Livros

Cabala da Comida – Nilton Bonder

CABALA DA COMIDA
JORNAL DO BRASIL – CADERNO B – COMIDA – 22/ABR/1989
DANUSIA BARBARA

Enquanto Judeu ou por acaso Judeu
 Nilton Bonder, ordenou-se Rabino, pelo Jewish Theological Seminary, N.Y, em 1987. Escreveu 14 livros vários deles best-sellers no mercado editorial brasileiro e estrangeiro. Site: (http://www.cjb.org.br

 

A toalha rendada cobrindo a mesa, os talheres cintilando, a sopeira enorme espalhando perfumes. Esta imagem de ordem e paz doméstica é a maneira que os rabinos descreviam o mundo no século 16 – e o rabino Nilton Bonder recupera para nossos dias, num dos livros mais interessantes o que têm aparecido por aí.

Cabala da Comida

Quem está acostumado com os delírios dietéticos da moda (quiabo à milanesa quando a maré subir, 10 quilos a menos por semana) vai estranhar o livro do rabino Nilton Bonder. Não há receitas milagrosas, nem promessas de perder peso. Há sim uma dieta – um método de alimentar-se – que leva em conta o meio ambiente total, de onde vem a comida e vive o homem.

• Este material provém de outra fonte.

//! CLI integration tests using assert_cmd.

use assert_cmd::Command;
use predicates::prelude::*;
use tempfile::TempDir;

const PASS: &str = "Congratulations! You meet the minimum entry requirements.";
const FAIL: &str = "Sorry, you do not meet the minimum entry requirements";

/// Run in an empty directory with no rule file on any search path.
fn entrycheck(dir: &TempDir) -> Command {
    #[allow(deprecated)]
    let mut cmd = Command::cargo_bin("entrycheck").unwrap();
    cmd.current_dir(dir.path())
        .env("HOME", dir.path())
        .env_remove("ENTRYCHECK_RULES");
    cmd
}

#[test]
fn evaluate_spm_pass() {
    let dir = TempDir::new().unwrap();
    entrycheck(&dir)
        .args(["evaluate", "--qualification", "spm"])
        .args(["--credits", "5", "--english", "B", "--bm", "C", "--math", "A"])
        .assert()
        .success()
        .stdout(predicate::str::contains(PASS))
        .stdout(predicate::str::contains("Note for SPM"));
}

#[test]
fn evaluate_spm_fail_math() {
    let dir = TempDir::new().unwrap();
    entrycheck(&dir)
        .args(["evaluate", "-q", "spm"])
        .args(["--credits", "5", "--english", "A", "--bm", "A", "--math", "C"])
        .assert()
        .code(2)
        .stdout(predicate::str::contains(FAIL));
}

#[test]
fn evaluate_olevel_ignores_bm() {
    let dir = TempDir::new().unwrap();
    entrycheck(&dir)
        .args(["evaluate", "--qualification", "olevel"])
        .args(["--credits", "6", "--english", "C", "--math", "B", "--bm", "F"])
        .assert()
        .success()
        .stdout(predicate::str::contains(PASS))
        .stdout(predicate::str::contains("Note for SPM").not());
}

#[test]
fn evaluate_uec_insufficient_credits() {
    let dir = TempDir::new().unwrap();
    entrycheck(&dir)
        .args(["evaluate", "--qualification", "UEC"])
        .args(["--credits", "2", "--english", "A", "--math", "A"])
        .assert()
        .code(2)
        .stdout(predicate::str::contains(FAIL));
}

#[test]
fn evaluate_non_numeric_credits() {
    let dir = TempDir::new().unwrap();
    entrycheck(&dir)
        .args(["evaluate", "--qualification", "uec"])
        .args(["--credits", "three", "--english", "A", "--math", "A"])
        .assert()
        .code(2);
}

#[test]
fn evaluate_json_output() {
    let dir = TempDir::new().unwrap();
    let output = entrycheck(&dir)
        .args(["evaluate", "--qualification", "spm", "--format", "json"])
        .args(["--credits", "5", "--english", "B", "--bm", "C", "--math", "A"])
        .output()
        .unwrap();
    assert!(output.status.success());

    let json: serde_json::Value = serde_json::from_slice(&output.stdout).unwrap();
    assert_eq!(json["result"]["passed"], true);
    assert_eq!(json["input"]["qualification"], "SPM");
    assert_eq!(json["input"]["relevant_credits"], 5);
}

#[test]
fn evaluate_unknown_qualification() {
    let dir = TempDir::new().unwrap();
    entrycheck(&dir)
        .args(["evaluate", "--qualification", "stpm"])
        .assert()
        .failure()
        .stderr(predicate::str::contains("unknown qualification"));
}

#[test]
fn evaluate_with_custom_rules() {
    let dir = TempDir::new().unwrap();
    let rules = dir.path().join("lenient.toml");
    std::fs::write(
        &rules,
        r#"
[[qualifications]]
qualification = "UEC"
min_credits = 1

[qualifications.grades]
english = "D"
"#,
    )
    .unwrap();

    entrycheck(&dir)
        .args(["evaluate", "--qualification", "uec", "--credits", "1"])
        .args(["--english", "D", "--math", "F", "--rules"])
        .arg(&rules)
        .assert()
        .success()
        .stdout(predicate::str::contains(PASS));
}

#[test]
fn evaluate_picks_up_local_rule_file() {
    let dir = TempDir::new().unwrap();
    std::fs::write(
        dir.path().join("entrycheck.toml"),
        r#"
[[qualifications]]
qualification = "SPM"
min_credits = 9
"#,
    )
    .unwrap();

    entrycheck(&dir)
        .args(["evaluate", "--qualification", "spm"])
        .args(["--credits", "5", "--english", "A", "--bm", "A", "--math", "A"])
        .assert()
        .code(2);
}

const STRICT_SPM: &str = r#"
[[qualifications]]
qualification = "SPM"
min_credits = 9
"#;

const LENIENT_SPM: &str = r#"
[[qualifications]]
qualification = "SPM"
min_credits = 1
"#;

/// Passes the built-in SPM rule, fails `STRICT_SPM`, passes `LENIENT_SPM`.
fn evaluate_spm_five_credits(cmd: &mut Command) -> &mut Command {
    cmd.args(["evaluate", "--qualification", "spm"])
        .args(["--credits", "5", "--english", "A", "--bm", "A", "--math", "A"])
}

#[test]
fn evaluate_uses_rules_env_var() {
    let dir = TempDir::new().unwrap();
    let rules = dir.path().join("strict.toml");
    std::fs::write(&rules, STRICT_SPM).unwrap();

    evaluate_spm_five_credits(&mut entrycheck(&dir))
        .assert()
        .success();

    evaluate_spm_five_credits(entrycheck(&dir).env("ENTRYCHECK_RULES", &rules))
        .assert()
        .code(2)
        .stdout(predicate::str::contains(FAIL));
}

#[test]
fn evaluate_uses_home_config_rules() {
    let dir = TempDir::new().unwrap();
    let config_dir = dir.path().join(".config").join("entrycheck");
    std::fs::create_dir_all(&config_dir).unwrap();
    std::fs::write(config_dir.join("rules.toml"), STRICT_SPM).unwrap();

    evaluate_spm_five_credits(&mut entrycheck(&dir))
        .assert()
        .code(2)
        .stdout(predicate::str::contains(FAIL));

    entrycheck(&dir)
        .arg("rules")
        .assert()
        .success()
        .stdout(predicate::str::contains("rules.toml"));
}

#[test]
fn local_rule_file_beats_home_config() {
    let dir = TempDir::new().unwrap();
    let config_dir = dir.path().join(".config").join("entrycheck");
    std::fs::create_dir_all(&config_dir).unwrap();
    std::fs::write(config_dir.join("rules.toml"), STRICT_SPM).unwrap();
    std::fs::write(dir.path().join("entrycheck.toml"), LENIENT_SPM).unwrap();

    evaluate_spm_five_credits(&mut entrycheck(&dir))
        .assert()
        .success()
        .stdout(predicate::str::contains(PASS));
}

#[test]
fn rules_flag_overrides_env_var() {
    let dir = TempDir::new().unwrap();
    let strict = dir.path().join("strict.toml");
    let lenient = dir.path().join("lenient.toml");
    std::fs::write(&strict, STRICT_SPM).unwrap();
    std::fs::write(&lenient, LENIENT_SPM).unwrap();

    evaluate_spm_five_credits(entrycheck(&dir).env("ENTRYCHECK_RULES", &strict))
        .arg("--rules")
        .arg(&lenient)
        .assert()
        .success()
        .stdout(predicate::str::contains(PASS));
}

#[test]
fn evaluate_missing_rules_file() {
    let dir = TempDir::new().unwrap();
    entrycheck(&dir)
        .args(["evaluate", "--qualification", "spm", "--rules", "nope.toml"])
        .assert()
        .code(1)
        .stderr(predicate::str::contains("Error"));
}

#[test]
fn rules_lists_builtin_table() {
    let dir = TempDir::new().unwrap();
    entrycheck(&dir)
        .arg("rules")
        .assert()
        .success()
        .stdout(predicate::str::contains("Rules: built-in"))
        .stdout(predicate::str::contains("SPM"))
        .stdout(predicate::str::contains("OLevel"))
        .stdout(predicate::str::contains("UEC"))
        .stdout(predicate::str::contains("Bahasa Malaysia"));
}

#[test]
fn rules_filters_qualification() {
    let dir = TempDir::new().unwrap();
    entrycheck(&dir)
        .args(["rules", "--qualification", "uec"])
        .assert()
        .success()
        .stdout(predicate::str::contains("UEC"))
        .stdout(predicate::str::contains("OLevel").not());
}

#[test]
fn init_creates_rule_file() {
    let dir = TempDir::new().unwrap();

    entrycheck(&dir)
        .arg("init")
        .assert()
        .success()
        .stdout(predicate::str::contains("Created entrycheck.toml"));

    assert!(dir.path().join("entrycheck.toml").exists());
}

#[test]
fn init_skips_existing() {
    let dir = TempDir::new().unwrap();

    entrycheck(&dir).arg("init").assert().success();

    entrycheck(&dir)
        .arg("init")
        .assert()
        .success()
        .stdout(predicate::str::contains("already exists"));
}

#[test]
fn init_output_validates_clean() {
    let dir = TempDir::new().unwrap();
    entrycheck(&dir).arg("init").assert().success();

    entrycheck(&dir)
        .args(["validate", "--rules", "entrycheck.toml"])
        .assert()
        .success()
        .stdout(predicate::str::contains("3 qualifications"))
        .stdout(predicate::str::contains("Rule table valid"));
}

#[test]
fn validate_reports_warnings() {
    let dir = TempDir::new().unwrap();
    let rules = dir.path().join("partial.toml");
    std::fs::write(
        &rules,
        r#"
[[qualifications]]
qualification = "OLevel"
min_credits = 0
"#,
    )
    .unwrap();

    entrycheck(&dir)
        .arg("validate")
        .arg("--rules")
        .arg(&rules)
        .assert()
        .success()
        .stdout(predicate::str::contains("[SPM] WARNING: no rule"))
        .stdout(predicate::str::contains("min_credits is 0"));
}

#[test]
fn validate_bad_grade() {
    let dir = TempDir::new().unwrap();
    let rules = dir.path().join("bad.toml");
    std::fs::write(
        &rules,
        r#"
[[qualifications]]
qualification = "SPM"
min_credits = 5

[qualifications.grades]
mathematics = "B+"
"#,
    )
    .unwrap();

    entrycheck(&dir)
        .arg("validate")
        .arg("--rules")
        .arg(&rules)
        .assert()
        .failure()
        .stderr(predicate::str::contains("invalid grade"));
}

#[test]
fn validate_nonexistent_file() {
    let dir = TempDir::new().unwrap();
    entrycheck(&dir)
        .args(["validate", "--rules", "nonexistent.toml"])
        .assert()
        .failure()
        .stderr(predicate::str::contains("Error"));
}

#[test]
fn interactive_session() {
    let dir = TempDir::new().unwrap();
    entrycheck(&dir)
        .arg("interactive")
        .write_stdin("select olevel\nset credits 6\nset english C\nset math B\nevaluate\nselect uec\nshow\nquit\n")
        .assert()
        .success()
        .stdout(predicate::str::contains(PASS))
        .stdout(predicate::str::contains("Qualification: UEC (fields cleared)"))
        .stdout(predicate::str::contains("Result: (none)"));
}

#[test]
fn help_output() {
    let dir = TempDir::new().unwrap();
    entrycheck(&dir)
        .arg("--help")
        .assert()
        .success()
        .stdout(predicate::str::contains("Minimum entry-requirement checker"));
}

#[test]
fn version_output() {
    let dir = TempDir::new().unwrap();
    entrycheck(&dir)
        .arg("--version")
        .assert()
        .success()
        .stdout(predicate::str::contains("entrycheck"));
}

O livro, gostoso de ler, tem historinhas. Como esta: Shalon é um bêbado desses que acordam com a cara na lama. Pois o homem esperou Shalon ficar sóbrio, cuidou de Shalon, prometeu a Shalon um barril de pinga, só para ouvir do bêbado decadente e miserável os conselhos mais justos e sábios do mundo. Fora da bebida, Shalon não tinha pecados.

Com jeito de moderno, o rabino Nilton Bonder conta sua visão da comida – a visão ortodoxa e antiquíssima da cultura religiosa judaica. Nilton Bonder é gaúcho, 31 anos, surfista, vegetariano, engenheiro mecânico formado pela Columbia University e, principalmente, um rabino ortodoxo, formado no Jewish Theologioal Seminary de Nova Iorque em 1986.

Como vegetariano, ele não é um radical: come peixe por exemplo. Inclusive, sente dificuldade de se manter vegetariano no Rio, onde fora de lugares como o Quadrifoglio ou o Celeiro, ele acha a comida sem carne um pavor e as saladas um pântano de maionese e presunto.

Seu livro, A dieta do rabino, possivelmente vai fascinar quem não esteja familiarizado com a cultura religiosa judaica. O livro se lê em algumas horas (Nilton pesquisou anos e o escreveu -bem- em uma semana) e está cheio de descobertas como a noção cabalística de que comer é um recebimento, e comer mal é negar-se a retribuir ao mundo o que se recebeu. É gordo quem recebe mas não se dá. Comida superior é a que se entrega por inteiro, sem resistências nem armadilhas.

De tudo que já se escreveu sobre comida recentemente – reminiscências, receitas para emagrecer, histórias ou geografias da fome – o livro de Nilton Bonder é dos mais originais. Ele fala da arte de comer em sua dimensão religiosa (uma religião bastante mágica, extremamente "oriental", inventando o novo a partir de velhíssimos escritos rabinicos, que ele desenterrou como pesquisador na biblioteca judaica de Manhattan. No século 16, quando os autores cristãos falavam do teatro do mundo, os rabinos viam o mesmo mundo como "uma mesa posta".